(Collected data entries)
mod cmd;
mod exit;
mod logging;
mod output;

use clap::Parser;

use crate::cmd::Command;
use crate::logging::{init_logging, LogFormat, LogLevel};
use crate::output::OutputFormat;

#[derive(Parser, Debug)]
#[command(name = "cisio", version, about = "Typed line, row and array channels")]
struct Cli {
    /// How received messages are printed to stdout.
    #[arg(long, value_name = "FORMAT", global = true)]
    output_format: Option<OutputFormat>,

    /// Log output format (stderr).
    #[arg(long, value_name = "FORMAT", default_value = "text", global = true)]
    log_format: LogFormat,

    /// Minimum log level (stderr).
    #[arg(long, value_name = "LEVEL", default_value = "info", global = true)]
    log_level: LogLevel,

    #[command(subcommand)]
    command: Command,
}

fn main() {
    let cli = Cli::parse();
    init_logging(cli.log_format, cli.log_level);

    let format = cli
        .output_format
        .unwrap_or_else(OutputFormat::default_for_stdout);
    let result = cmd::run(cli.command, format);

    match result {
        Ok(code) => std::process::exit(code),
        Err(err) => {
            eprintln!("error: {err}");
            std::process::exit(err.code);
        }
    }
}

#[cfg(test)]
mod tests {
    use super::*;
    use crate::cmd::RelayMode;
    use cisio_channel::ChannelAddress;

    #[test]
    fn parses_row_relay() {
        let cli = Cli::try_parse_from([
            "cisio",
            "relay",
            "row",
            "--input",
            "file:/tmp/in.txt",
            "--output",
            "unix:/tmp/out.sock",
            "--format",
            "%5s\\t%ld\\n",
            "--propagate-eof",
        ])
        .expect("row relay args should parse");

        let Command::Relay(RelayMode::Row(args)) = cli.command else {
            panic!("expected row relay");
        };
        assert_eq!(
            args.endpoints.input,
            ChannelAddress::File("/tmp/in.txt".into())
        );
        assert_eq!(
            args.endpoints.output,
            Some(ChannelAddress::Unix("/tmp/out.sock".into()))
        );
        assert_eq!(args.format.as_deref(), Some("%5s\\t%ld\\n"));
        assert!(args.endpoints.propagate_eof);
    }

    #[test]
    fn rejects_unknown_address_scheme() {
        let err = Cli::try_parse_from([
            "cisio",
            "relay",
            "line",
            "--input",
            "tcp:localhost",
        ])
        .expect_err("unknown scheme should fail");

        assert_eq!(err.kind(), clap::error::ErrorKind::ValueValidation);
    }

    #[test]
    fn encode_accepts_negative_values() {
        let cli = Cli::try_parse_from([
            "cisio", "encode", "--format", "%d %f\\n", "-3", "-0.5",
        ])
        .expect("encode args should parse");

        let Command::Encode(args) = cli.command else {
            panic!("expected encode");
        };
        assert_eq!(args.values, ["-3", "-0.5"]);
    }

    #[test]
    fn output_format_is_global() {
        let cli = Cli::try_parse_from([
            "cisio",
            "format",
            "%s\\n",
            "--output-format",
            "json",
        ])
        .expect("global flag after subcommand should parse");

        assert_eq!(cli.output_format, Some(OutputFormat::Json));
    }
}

* * *

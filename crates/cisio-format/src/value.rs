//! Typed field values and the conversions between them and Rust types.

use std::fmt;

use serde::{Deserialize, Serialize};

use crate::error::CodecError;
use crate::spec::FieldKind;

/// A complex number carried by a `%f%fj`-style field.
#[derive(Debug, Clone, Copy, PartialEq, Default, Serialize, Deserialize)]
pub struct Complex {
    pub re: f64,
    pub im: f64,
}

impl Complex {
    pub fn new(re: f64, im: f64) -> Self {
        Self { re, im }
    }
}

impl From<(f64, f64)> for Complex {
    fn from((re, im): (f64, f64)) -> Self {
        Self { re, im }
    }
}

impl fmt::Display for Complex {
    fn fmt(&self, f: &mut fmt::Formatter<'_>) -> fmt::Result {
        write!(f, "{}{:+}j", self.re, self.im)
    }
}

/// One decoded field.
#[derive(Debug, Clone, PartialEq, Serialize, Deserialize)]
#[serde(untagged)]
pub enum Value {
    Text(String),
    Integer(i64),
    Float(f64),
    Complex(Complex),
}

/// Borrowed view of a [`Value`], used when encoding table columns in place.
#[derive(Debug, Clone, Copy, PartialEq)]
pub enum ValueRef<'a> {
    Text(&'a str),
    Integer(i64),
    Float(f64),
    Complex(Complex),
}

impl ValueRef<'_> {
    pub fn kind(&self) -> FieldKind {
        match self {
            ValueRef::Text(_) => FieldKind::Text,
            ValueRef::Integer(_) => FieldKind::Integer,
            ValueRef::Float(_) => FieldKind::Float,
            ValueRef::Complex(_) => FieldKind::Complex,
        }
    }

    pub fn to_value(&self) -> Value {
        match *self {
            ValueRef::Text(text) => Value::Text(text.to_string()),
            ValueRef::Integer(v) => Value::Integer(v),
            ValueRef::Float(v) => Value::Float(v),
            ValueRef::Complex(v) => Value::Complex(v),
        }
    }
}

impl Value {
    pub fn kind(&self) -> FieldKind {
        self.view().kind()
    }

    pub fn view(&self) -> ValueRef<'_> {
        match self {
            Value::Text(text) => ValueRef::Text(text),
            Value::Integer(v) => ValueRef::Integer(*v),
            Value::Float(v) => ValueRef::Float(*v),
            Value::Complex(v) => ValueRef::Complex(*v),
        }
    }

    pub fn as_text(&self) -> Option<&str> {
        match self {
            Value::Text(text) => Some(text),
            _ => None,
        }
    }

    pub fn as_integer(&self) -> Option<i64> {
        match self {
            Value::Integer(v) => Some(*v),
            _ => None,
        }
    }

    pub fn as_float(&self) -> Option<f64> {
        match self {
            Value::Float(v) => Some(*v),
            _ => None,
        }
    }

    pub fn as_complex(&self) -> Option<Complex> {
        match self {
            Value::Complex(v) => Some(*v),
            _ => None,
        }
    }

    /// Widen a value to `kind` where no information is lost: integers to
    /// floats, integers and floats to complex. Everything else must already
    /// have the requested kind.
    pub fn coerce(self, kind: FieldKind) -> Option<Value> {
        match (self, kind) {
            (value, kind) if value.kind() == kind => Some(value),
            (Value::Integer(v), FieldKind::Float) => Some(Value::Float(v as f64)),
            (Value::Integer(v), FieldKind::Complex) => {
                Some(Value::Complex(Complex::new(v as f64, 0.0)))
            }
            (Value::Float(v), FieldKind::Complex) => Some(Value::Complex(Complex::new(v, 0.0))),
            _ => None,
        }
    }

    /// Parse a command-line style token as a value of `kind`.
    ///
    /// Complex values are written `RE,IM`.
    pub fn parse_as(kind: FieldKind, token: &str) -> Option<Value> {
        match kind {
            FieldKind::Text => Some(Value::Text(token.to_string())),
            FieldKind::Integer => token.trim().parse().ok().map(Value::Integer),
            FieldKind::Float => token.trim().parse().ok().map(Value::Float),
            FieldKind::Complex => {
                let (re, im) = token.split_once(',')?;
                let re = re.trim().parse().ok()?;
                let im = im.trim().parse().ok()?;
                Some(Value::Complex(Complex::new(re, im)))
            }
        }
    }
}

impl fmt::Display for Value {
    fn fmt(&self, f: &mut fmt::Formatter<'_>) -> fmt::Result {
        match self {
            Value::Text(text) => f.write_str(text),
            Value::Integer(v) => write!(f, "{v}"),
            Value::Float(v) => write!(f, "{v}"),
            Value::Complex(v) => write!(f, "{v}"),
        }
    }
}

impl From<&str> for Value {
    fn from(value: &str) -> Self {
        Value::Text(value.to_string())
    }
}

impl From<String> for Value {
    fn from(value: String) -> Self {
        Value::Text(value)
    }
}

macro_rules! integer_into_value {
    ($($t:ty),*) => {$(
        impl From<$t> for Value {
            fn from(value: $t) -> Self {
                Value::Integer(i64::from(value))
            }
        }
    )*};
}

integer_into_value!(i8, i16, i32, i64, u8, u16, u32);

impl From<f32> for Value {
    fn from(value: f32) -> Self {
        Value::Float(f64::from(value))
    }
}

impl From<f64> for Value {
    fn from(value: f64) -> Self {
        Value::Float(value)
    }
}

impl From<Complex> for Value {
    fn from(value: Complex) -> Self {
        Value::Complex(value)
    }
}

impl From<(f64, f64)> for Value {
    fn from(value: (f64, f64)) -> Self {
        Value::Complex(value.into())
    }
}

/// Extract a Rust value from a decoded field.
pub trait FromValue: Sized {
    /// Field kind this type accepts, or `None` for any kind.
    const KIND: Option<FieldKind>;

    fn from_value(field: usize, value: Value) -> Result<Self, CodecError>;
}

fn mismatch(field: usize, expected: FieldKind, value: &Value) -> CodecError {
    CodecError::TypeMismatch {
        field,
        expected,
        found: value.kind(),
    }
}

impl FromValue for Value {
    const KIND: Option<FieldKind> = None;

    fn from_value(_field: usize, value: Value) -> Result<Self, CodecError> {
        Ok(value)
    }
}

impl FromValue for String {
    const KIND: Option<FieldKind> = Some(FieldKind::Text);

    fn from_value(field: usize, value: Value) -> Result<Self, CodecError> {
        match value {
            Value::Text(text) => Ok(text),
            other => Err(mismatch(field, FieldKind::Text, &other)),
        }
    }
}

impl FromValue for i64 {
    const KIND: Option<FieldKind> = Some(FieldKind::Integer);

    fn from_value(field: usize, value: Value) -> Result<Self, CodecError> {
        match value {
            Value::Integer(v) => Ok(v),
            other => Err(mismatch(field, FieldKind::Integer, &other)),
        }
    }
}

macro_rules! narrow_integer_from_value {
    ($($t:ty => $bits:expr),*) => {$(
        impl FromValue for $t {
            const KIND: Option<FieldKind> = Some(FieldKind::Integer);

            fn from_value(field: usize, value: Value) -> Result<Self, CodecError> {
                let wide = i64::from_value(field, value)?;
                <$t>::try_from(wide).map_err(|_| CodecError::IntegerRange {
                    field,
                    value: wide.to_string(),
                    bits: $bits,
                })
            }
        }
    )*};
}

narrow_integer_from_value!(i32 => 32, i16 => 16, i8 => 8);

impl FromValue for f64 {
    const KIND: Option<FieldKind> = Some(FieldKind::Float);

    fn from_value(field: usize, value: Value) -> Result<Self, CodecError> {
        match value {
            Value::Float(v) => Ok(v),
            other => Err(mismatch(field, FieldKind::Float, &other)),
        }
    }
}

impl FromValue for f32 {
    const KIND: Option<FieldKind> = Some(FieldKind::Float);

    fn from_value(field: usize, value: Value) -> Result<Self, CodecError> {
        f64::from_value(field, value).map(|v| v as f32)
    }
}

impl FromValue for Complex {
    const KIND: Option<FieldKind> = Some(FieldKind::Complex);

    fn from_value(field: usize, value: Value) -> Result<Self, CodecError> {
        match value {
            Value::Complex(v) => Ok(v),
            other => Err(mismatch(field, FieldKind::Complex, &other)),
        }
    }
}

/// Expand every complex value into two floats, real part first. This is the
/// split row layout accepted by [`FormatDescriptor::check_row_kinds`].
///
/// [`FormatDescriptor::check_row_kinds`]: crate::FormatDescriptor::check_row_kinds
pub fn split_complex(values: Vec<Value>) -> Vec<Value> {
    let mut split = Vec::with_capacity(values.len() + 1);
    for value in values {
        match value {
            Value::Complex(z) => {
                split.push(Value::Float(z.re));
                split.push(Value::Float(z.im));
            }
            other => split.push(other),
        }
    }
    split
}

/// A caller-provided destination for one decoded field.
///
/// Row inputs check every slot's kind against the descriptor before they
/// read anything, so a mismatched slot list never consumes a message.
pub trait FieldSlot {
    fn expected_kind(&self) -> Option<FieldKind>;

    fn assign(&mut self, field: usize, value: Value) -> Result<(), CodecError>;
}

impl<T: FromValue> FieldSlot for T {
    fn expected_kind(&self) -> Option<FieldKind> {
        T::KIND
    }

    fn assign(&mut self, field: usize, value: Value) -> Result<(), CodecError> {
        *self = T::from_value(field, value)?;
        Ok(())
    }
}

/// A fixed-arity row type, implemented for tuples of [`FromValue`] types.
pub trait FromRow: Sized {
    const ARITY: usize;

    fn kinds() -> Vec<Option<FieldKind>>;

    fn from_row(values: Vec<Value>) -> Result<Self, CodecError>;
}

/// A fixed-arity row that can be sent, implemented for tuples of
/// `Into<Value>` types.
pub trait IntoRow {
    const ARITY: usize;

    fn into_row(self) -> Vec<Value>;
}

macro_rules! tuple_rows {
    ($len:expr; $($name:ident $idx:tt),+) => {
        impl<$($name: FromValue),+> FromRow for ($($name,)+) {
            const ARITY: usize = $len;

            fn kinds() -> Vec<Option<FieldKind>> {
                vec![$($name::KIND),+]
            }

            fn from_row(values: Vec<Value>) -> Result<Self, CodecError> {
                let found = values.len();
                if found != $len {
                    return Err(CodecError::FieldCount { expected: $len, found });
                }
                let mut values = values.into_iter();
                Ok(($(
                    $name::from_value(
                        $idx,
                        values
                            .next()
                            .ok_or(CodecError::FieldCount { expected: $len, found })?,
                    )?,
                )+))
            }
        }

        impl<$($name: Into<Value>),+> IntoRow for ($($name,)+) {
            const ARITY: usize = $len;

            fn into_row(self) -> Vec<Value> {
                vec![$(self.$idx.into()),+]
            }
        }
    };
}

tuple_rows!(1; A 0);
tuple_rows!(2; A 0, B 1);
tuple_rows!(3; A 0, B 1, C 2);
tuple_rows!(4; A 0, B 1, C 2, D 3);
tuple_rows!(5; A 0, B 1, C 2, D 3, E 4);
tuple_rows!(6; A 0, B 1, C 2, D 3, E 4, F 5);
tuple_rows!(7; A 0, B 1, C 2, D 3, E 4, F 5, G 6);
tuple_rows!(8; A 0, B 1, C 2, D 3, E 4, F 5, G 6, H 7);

--

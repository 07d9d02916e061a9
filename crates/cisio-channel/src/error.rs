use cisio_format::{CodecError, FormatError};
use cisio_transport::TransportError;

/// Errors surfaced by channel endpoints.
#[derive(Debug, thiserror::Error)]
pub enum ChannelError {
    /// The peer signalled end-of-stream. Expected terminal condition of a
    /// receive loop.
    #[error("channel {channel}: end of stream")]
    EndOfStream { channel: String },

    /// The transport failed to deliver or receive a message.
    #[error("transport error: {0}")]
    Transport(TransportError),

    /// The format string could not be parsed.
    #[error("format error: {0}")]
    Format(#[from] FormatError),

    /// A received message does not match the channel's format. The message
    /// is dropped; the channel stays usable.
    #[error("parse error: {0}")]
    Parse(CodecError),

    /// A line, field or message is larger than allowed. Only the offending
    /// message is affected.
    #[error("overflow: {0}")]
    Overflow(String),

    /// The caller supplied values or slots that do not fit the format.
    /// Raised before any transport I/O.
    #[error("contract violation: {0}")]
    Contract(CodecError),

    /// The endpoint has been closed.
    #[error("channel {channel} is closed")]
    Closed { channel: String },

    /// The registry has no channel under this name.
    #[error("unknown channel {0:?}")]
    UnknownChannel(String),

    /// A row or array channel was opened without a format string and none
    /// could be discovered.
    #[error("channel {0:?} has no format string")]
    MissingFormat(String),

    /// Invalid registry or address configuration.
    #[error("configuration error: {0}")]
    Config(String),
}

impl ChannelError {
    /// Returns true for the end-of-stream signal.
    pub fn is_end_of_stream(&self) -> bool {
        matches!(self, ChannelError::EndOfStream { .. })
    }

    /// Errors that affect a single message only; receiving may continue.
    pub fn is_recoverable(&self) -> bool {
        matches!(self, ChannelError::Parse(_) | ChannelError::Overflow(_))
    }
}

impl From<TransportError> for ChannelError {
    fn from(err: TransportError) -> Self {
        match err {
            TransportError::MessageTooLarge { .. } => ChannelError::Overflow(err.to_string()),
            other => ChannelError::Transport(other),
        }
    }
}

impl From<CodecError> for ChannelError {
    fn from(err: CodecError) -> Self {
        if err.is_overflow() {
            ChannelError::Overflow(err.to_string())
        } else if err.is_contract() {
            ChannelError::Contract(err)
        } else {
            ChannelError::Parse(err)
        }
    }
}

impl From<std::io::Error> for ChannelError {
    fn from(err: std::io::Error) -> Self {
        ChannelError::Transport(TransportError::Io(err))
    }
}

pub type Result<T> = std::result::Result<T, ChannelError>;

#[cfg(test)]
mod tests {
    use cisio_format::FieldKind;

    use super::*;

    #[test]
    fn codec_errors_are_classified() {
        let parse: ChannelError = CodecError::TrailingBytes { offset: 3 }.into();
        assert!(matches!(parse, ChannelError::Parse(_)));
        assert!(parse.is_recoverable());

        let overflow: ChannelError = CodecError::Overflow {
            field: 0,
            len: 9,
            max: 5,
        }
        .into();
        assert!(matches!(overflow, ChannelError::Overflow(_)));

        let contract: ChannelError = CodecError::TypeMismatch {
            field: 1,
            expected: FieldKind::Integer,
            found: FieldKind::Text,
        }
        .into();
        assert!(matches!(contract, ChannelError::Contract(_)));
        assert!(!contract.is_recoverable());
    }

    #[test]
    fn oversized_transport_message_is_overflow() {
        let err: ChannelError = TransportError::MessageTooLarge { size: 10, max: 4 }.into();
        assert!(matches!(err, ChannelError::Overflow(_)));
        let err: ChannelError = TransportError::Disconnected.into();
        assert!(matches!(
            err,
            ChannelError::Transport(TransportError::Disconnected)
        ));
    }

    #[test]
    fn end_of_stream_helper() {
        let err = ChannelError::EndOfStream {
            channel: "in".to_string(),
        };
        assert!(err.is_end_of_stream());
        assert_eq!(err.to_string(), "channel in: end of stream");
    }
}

■ Problem to solve
In the data above, find each line that has the word "LogLevel" and copy it out.

■ Solution
use crate::logging::{init_logging, LogFormat, LogLevel};
    log_level: LogLevel,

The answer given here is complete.